Benton Mayor Jerry Stephens said it is a pleasant day when fallen comrades are memorialized by name on public structures.
“I am thankful we can pay ... some kind of honor to our veterans, and for our elected leaders who still have love and respect for the military,” the mayor said.
Polk County Mayor Hoyt Firestone said, “We sometimes forget to honor our veterans except on Memorial Day and Veterans Day” but the sign posted on the East and West ends of the bridge “is a constant reminder of the significance the role our veterans have played throughout the course of our history.”
Firestone credited Commissioner James Woody for initiating the resolution introduced in the General Assembly by state Rep. Eric Watson and in the Senate by state Sen. Mike Bell. He also thanked First Volunteer Bank Market Leader Anna Clark for paying for the signs.
Woody said, “Every time a veteran or veteran’s family crosses this bridge, they’ll see this sign — and this is only a token of our appreciation to the men and women who have served over the years. Even those who have went on, we still remember them and we’re truly thankful for all the effort put forth to bring this about.”
Vietnam veteran and Polk County Veterans Services Officer Ben Bright thanked the elected officials on behalf of all military veterans.
“We really appreciate this honor of having this bridge named for us,” he said. Lt. Gov. Ron Ramsey said many people do not understand Tennessee is called the Volunteer State because of the men and women of the state who have volunteered for military service all the way back to the War of 1812.

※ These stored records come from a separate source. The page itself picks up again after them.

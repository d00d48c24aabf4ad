//! Streaming input buffer
//!
//! Text arrives in chunks of arbitrary size. The buffer presents them as one
//! continuous stream addressed by absolute byte offsets, independent of
//! where the chunk boundaries fall.
//!
//! # Retention
//!
//! Memory is bounded by evicting whole chunks from the front once the data
//! remaining after them is at least `min_retained` bytes. The newest chunk
//! is never evicted. Reading below the retained window fails with
//! [`BufferError::InputFreed`] instead of returning partial text.
//!
//! ```text
//!   evicted          retained window
//! [ chunk 0 ][ chunk 1 ][ chunk 2 ][ chunk 3 ]
//!            ^ retained_from               ^ len
//! ```

use crate::source_location::count_chars;
use std::borrow::Cow;
use std::collections::VecDeque;
use thiserror::Error;

/// Outcome of a read that could not be served
#[derive(Debug, Clone, Copy, PartialEq, Eq, Error)]
pub enum BufferError {
    /// The buffer is open and does not hold enough data yet
    #[error("more input is needed")]
    NeedInput,

    /// The buffer is closed and the read runs past its end
    #[error("end of input")]
    EndOfInput,

    /// The read starts below the retained window
    #[error("offset {offset} was freed (retained window starts at {retained_from})")]
    InputFreed {
        /// Requested offset
        offset: usize,
        /// First offset still retained
        retained_from: usize,
    },

    /// The offset is inside a multi-byte character
    #[error("offset {0} is not on a character boundary")]
    Misaligned(usize),

    /// `append` after `close`
    #[error("buffer is closed")]
    Closed,
}

#[derive(Debug)]
struct Chunk {
    offset: usize,
    text: String,
}

impl Chunk {
    #[inline]
    fn end(&self) -> usize {
        self.offset + self.text.len()
    }
}

/// Append-only chunked text buffer with a bounded retained window
#[derive(Debug, Default)]
pub struct InputBuffer {
    chunks: VecDeque<Chunk>,
    start: usize,
    len: usize,
    closed: bool,
    min_retained: usize,
    /// Newlines seen in evicted text
    evicted_lines: usize,
    /// Characters between the last evicted newline and `start`
    evicted_column: usize,
}

impl InputBuffer {
    /// Create an open, empty buffer
    pub fn new(min_retained: usize) -> Self {
        Self {
            min_retained,
            ..Self::default()
        }
    }

    /// Create a closed buffer holding `text`
    pub fn complete(text: &str) -> Self {
        let mut buffer = Self::new(usize::MAX);
        // A fresh buffer is open, so neither call can fail
        let _ = buffer.append(text);
        buffer.close();
        buffer
    }

    /// Logical length: total bytes appended so far
    #[inline]
    pub fn len(&self) -> usize {
        self.len
    }

    /// Whether nothing has been appended
    #[inline]
    pub fn is_empty(&self) -> bool {
        self.len == 0
    }

    /// First offset still held in memory
    #[inline]
    pub fn retained_from(&self) -> usize {
        self.start
    }

    /// Whether `close` has been called
    #[inline]
    pub fn is_closed(&self) -> bool {
        self.closed
    }

    /// Signal that no more input will arrive
    pub fn close(&mut self) {
        self.closed = true;
    }

    /// Append a chunk and evict old chunks outside the retention window
    pub fn append(&mut self, text: &str) -> Result<(), BufferError> {
        if self.closed {
            return Err(BufferError::Closed);
        }
        if text.is_empty() {
            return Ok(());
        }
        self.chunks.push_back(Chunk {
            offset: self.len,
            text: text.to_owned(),
        });
        self.len += text.len();
        self.evict();
        Ok(())
    }

    fn evict(&mut self) {
        while self.chunks.len() > 1 {
            let front_len = self.chunks[0].text.len();
            if self.len - self.start - front_len < self.min_retained {
                break;
            }
            let Some(chunk) = self.chunks.pop_front() else {
                break;
            };
            let newlines = memchr::memchr_iter(b'\n', chunk.text.as_bytes()).count();
            if newlines > 0 {
                self.evicted_lines += newlines;
                let tail_from = memchr::memrchr(b'\n', chunk.text.as_bytes()).map_or(0, |n| n + 1);
                self.evicted_column = count_chars(&chunk.text.as_bytes()[tail_from..]);
            } else {
                self.evicted_column += count_chars(chunk.text.as_bytes());
            }
            self.start = chunk.end();
            log_debug!(
                "evicted chunk [{}, {}), retained window now starts at {}",
                chunk.offset,
                chunk.end(),
                self.start
            );
        }
    }

    fn check_retained(&self, pos: usize) -> Result<(), BufferError> {
        if pos < self.start {
            Err(BufferError::InputFreed {
                offset: pos,
                retained_from: self.start,
            })
        } else {
            Ok(())
        }
    }

    #[inline]
    fn past_end(&self) -> BufferError {
        if self.closed {
            BufferError::EndOfInput
        } else {
            BufferError::NeedInput
        }
    }

    /// Index of the chunk holding `pos`; requires `start <= pos < len`
    #[inline]
    fn chunk_index(&self, pos: usize) -> usize {
        self.chunks.partition_point(|c| c.offset <= pos).saturating_sub(1)
    }

    /// Decode the character starting at `pos`
    pub fn char_at(&self, pos: usize) -> Result<char, BufferError> {
        self.check_retained(pos)?;
        if pos >= self.len {
            return Err(self.past_end());
        }
        let chunk = &self.chunks[self.chunk_index(pos)];
        let local = pos - chunk.offset;
        chunk
            .text
            .get(local..)
            .and_then(|rest| rest.chars().next())
            .ok_or(BufferError::Misaligned(pos))
    }

    /// Whether the input at `pos` starts with `literal`
    ///
    /// A mismatch is reported as soon as one byte differs, even if the buffer
    /// is still open. A matching but incomplete prefix needs more input on an
    /// open buffer and is a mismatch on a closed one.
    pub fn starts_with(&self, pos: usize, literal: &str) -> Result<bool, BufferError> {
        self.check_retained(pos)?;
        let wanted = literal.as_bytes();
        if wanted.is_empty() {
            return Ok(true);
        }

        let mut matched = 0;
        let mut at = pos;
        let mut idx = self.chunk_index(pos);
        while matched < wanted.len() && at < self.len {
            let chunk = &self.chunks[idx];
            let local = &chunk.text.as_bytes()[at - chunk.offset..];
            let n = local.len().min(wanted.len() - matched);
            if local[..n] != wanted[matched..matched + n] {
                return Ok(false);
            }
            matched += n;
            at += n;
            idx += 1;
        }

        if matched == wanted.len() {
            Ok(true)
        } else if self.closed {
            Ok(false)
        } else {
            Err(BufferError::NeedInput)
        }
    }

    /// Text in `[pos, pos + len)`, clamped to the data appended so far
    pub fn substr(&self, pos: usize, len: usize) -> Result<Cow<'_, str>, BufferError> {
        self.check_retained(pos)?;
        let end = pos.saturating_add(len).min(self.len);
        if pos >= end {
            return Ok(Cow::Borrowed(""));
        }
        self.slice(pos, end)
    }

    /// Text in exactly `[pos, pos + len)`
    pub fn substr_exact(&self, pos: usize, len: usize) -> Result<Cow<'_, str>, BufferError> {
        self.check_retained(pos)?;
        let end = pos.saturating_add(len);
        if end > self.len {
            return Err(self.past_end());
        }
        if len == 0 {
            return Ok(Cow::Borrowed(""));
        }
        self.slice(pos, end)
    }

    fn slice(&self, pos: usize, end: usize) -> Result<Cow<'_, str>, BufferError> {
        let first = self.chunk_index(pos);
        let chunk = &self.chunks[first];
        if end <= chunk.end() {
            return chunk
                .text
                .get(pos - chunk.offset..end - chunk.offset)
                .map(Cow::Borrowed)
                .ok_or(BufferError::Misaligned(pos));
        }

        let mut out = String::with_capacity(end - pos);
        for chunk in self.chunks.range(first..) {
            if chunk.offset >= end {
                break;
            }
            let from = pos.max(chunk.offset) - chunk.offset;
            let to = end.min(chunk.end()) - chunk.offset;
            let piece = chunk
                .text
                .get(from..to)
                .ok_or(BufferError::Misaligned(chunk.offset + from))?;
            out.push_str(piece);
        }
        Ok(Cow::Owned(out))
    }

    /// 1-based line and character column of `pos`, for diagnostics
    ///
    /// Works across evicted chunks: only `pos` itself must be retained.
    pub fn find_line_and_char(&self, pos: usize) -> Result<(usize, usize), BufferError> {
        self.check_retained(pos)?;
        let pos = pos.min(self.len);
        let mut lines = self.evicted_lines;
        let mut column = self.evicted_column;

        for chunk in &self.chunks {
            if chunk.offset >= pos {
                break;
            }
            let bytes = &chunk.text.as_bytes()[..pos.min(chunk.end()) - chunk.offset];
            let newlines = memchr::memchr_iter(b'\n', bytes).count();
            if newlines > 0 {
                lines += newlines;
                let tail_from = memchr::memrchr(b'\n', bytes).map_or(0, |n| n + 1);
                column = count_chars(&bytes[tail_from..]);
            } else {
                column += count_chars(bytes);
            }
        }
        Ok((lines + 1, column + 1))
    }

    /// The full line containing `pos`, if its start is still retained
    pub fn line_text(&self, pos: usize) -> Option<String> {
        let pos = pos.min(self.len);
        if pos < self.start {
            return None;
        }
        let text = self.slice_all();
        let local = pos - self.start;
        let bytes = text.as_bytes();
        let line_start = match memchr::memrchr(b'\n', &bytes[..local]) {
            Some(n) => n + 1,
            // The line began inside evicted text
            None if self.evicted_column > 0 => return None,
            None => 0,
        };
        let line_end = memchr::memchr(b'\n', &bytes[local..]).map_or(bytes.len(), |n| local + n);
        text.get(line_start..line_end)
            .map(|line| line.trim_end_matches('\r').to_owned())
    }

    fn slice_all(&self) -> Cow<'_, str> {
        match self.chunks.len() {
            0 => Cow::Borrowed(""),
            1 => Cow::Borrowed(self.chunks[0].text.as_str()),
            _ => Cow::Owned(self.chunks.iter().map(|c| c.text.as_str()).collect()),
        }
    }
}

“I have heard Eastern Tennessee has more veterans per capita than any part of the nation,” he said. He asked the public to thank the Vietnam veterans who returned home to an atmosphere “that we as Americans should be ashamed of. If you see a Vietnam veteran, thank them for their service.”
State Rep. Eric Watson read House Joint Resolution 713 authorizing naming the eastbound and westbound bridges across U.S. Highway 411.